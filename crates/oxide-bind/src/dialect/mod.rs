//! SQL Dialect support.
//!
//! Dialects differ in how identifiers are quoted and in how a result set
//! is paginated. A [`Dialect`] describes both; the
//! [`QueryContext`](crate::QueryContext) freezes the choice for every
//! statement built from it.

mod generic;
mod mysql;
mod oracle;
mod postgres;
mod sqlite;

use std::fmt;
use std::str::FromStr;

pub use generic::GenericDialect;
pub use mysql::MySqlDialect;
pub use oracle::OracleDialect;
pub use postgres::PostgresDialect;
pub use sqlite::SqliteDialect;

use crate::error::ConfigError;

/// Pagination grammar used to render LIMIT/OFFSET.
#[derive(Debug, Clone, Copy, PartialEq, Eq, Hash)]
pub enum LimitDialect {
    /// Trailing `LIMIT ? OFFSET ?`.
    Offset,
    /// Trailing `LIMIT ?, ?` (offset first).
    Xy,
    /// No native LIMIT; the query is wrapped in two subselects filtering on `ROWNUM`.
    RowNum,
}

impl LimitDialect {
    /// Returns the identifier used in configuration.
    #[must_use]
    pub const fn as_str(self) -> &'static str {
        match self {
            Self::Offset => "offset",
            Self::Xy => "xy",
            Self::RowNum => "rownum",
        }
    }
}

impl fmt::Display for LimitDialect {
    fn fmt(&self, f: &mut fmt::Formatter<'_>) -> fmt::Result {
        f.write_str(self.as_str())
    }
}

impl FromStr for LimitDialect {
    type Err = ConfigError;

    fn from_str(s: &str) -> Result<Self, Self::Err> {
        match s.to_ascii_lowercase().as_str() {
            "offset" => Ok(Self::Offset),
            "xy" => Ok(Self::Xy),
            "rownum" => Ok(Self::RowNum),
            _ => Err(ConfigError::UnknownLimitDialect(String::from(s))),
        }
    }
}

/// Trait for SQL dialect-specific behavior.
pub trait Dialect {
    /// Returns the name of the dialect.
    fn name(&self) -> &'static str;

    /// Returns the opening and closing identifier quote characters.
    fn identifier_quote(&self) -> (char, char) {
        ('"', '"')
    }

    /// Returns the separator between qualified name parts (`schema.table.column`).
    fn name_separator(&self) -> char {
        '.'
    }

    /// Returns the pagination grammar.
    fn limit_dialect(&self) -> LimitDialect {
        LimitDialect::Offset
    }
}

/// Looks up a built-in dialect by name.
///
/// Matching is case-insensitive and accepts the usual aliases
/// (`pg`, `postgresql`, `mariadb`).
///
/// # Errors
///
/// Returns [`ConfigError::UnknownDialect`] for any other name.
pub fn dialect_by_name(name: &str) -> Result<&'static dyn Dialect, ConfigError> {
    let dialect: &'static dyn Dialect = match name.to_ascii_lowercase().as_str() {
        "generic" | "ansi" | "standard" => &GenericDialect,
        "postgres" | "postgresql" | "pg" => &PostgresDialect,
        "sqlite" => &SqliteDialect,
        "mysql" | "mariadb" => &MySqlDialect,
        "oracle" => &OracleDialect,
        _ => return Err(ConfigError::UnknownDialect(String::from(name))),
    };
    Ok(dialect)
}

PROBLEM STATEMENT:
Word-for-word copies of all the records are required.

ANSWER TO THIS TASK:
filename crates/oxide-bind/src/dialect/mod.rs
//! SQL Dialect support.
//!
//! Dialects differ in how identifiers are quoted and in how a result set
//! is paginated. A [`Dialect`] describes both; the
//! [`QueryContext`](crate::QueryContext) freezes the choice for every
//! statement built from it.

mod generic;
mod mysql;
mod oracle;
mod postgres;
mod sqlite;

use std::fmt;
use std::str::FromStr;

pub use generic::GenericDialect;
pub use mysql::MySqlDialect;
pub use oracle::OracleDialect;
pub use postgres::PostgresDialect;
pub use sqlite::SqliteDialect;

use crate::error::ConfigError;

/// Pagination grammar used to render LIMIT/OFFSET.
#[derive(Debug, Clone, Copy, PartialEq, Eq, Hash)]
pub enum LimitDialect {
    /// Trailing `LIMIT ? OFFSET ?`.
    Offset,
    /// Trailing `LIMIT ?, ?` (offset first).
    Xy,
    /// No native LIMIT; the query is wrapped in two subselects filtering on `ROWNUM`.
    RowNum,
}

impl LimitDialect {
    /// Returns the identifier used in configuration.
    #[must_use]
    pub const fn as_str(self) -> &'static str {
        match self {
            Self::Offset => "offset",
            Self::Xy => "xy",
            Self::RowNum => "rownum",
        }
    }
}

impl fmt::Display for LimitDialect {
    fn fmt(&self, f: &mut fmt::Formatter<'_>) -> fmt::Result {
        f.write_str(self.as_str())
    }
}

impl FromStr for LimitDialect {
    type Err = ConfigError;

    fn from_str(s: &str) -> Result<Self, Self::Err> {
        match s.to_ascii_lowercase().as_str() {
            "offset" => Ok(Self::Offset),
            "xy" => Ok(Self::Xy),
            "rownum" => Ok(Self::RowNum),
            _ => Err(ConfigError::UnknownLimitDialect(String::from(s))),
        }
    }
}

/// Trait for SQL dialect-specific behavior.
pub trait Dialect {
    /// Returns the name of the dialect.
    fn name(&self) -> &'static str;

    /// Returns the opening and closing identifier quote characters.
    fn identifier_quote(&self) -> (char, char) {
        ('"', '"')
    }

    /// Returns the separator between qualified name parts (`schema.table.column`).
    fn name_separator(&self) -> char {
        '.'
    }

    /// Returns the pagination grammar.
    fn limit_dialect(&self) -> LimitDialect {
        LimitDialect::Offset
    }
}

/// Looks up a built-in dialect by name.
///
/// Matching is case-insensitive and accepts the usual aliases
/// (`pg`, `postgresql`, `mariadb`).
///
/// # Errors
///
/// Returns [`ConfigError::UnknownDialect`] for any other name.
pub fn dialect_by_name(name: &str) -> Result<&'static dyn Dialect, ConfigError> {
    let dialect: &'static dyn Dialect = match name.to_ascii_lowercase().as_str() {
        "generic" | "ansi" | "standard" => &GenericDialect,
        "postgres" | "postgresql" | "pg" => &PostgresDialect,
        "sqlite" => &SqliteDialect,
        "mysql" | "mariadb" => &MySqlDialect,
        "oracle" => &OracleDialect,
        _ => return Err(ConfigError::UnknownDialect(String::from(name))),
    };
    Ok(dialect)
}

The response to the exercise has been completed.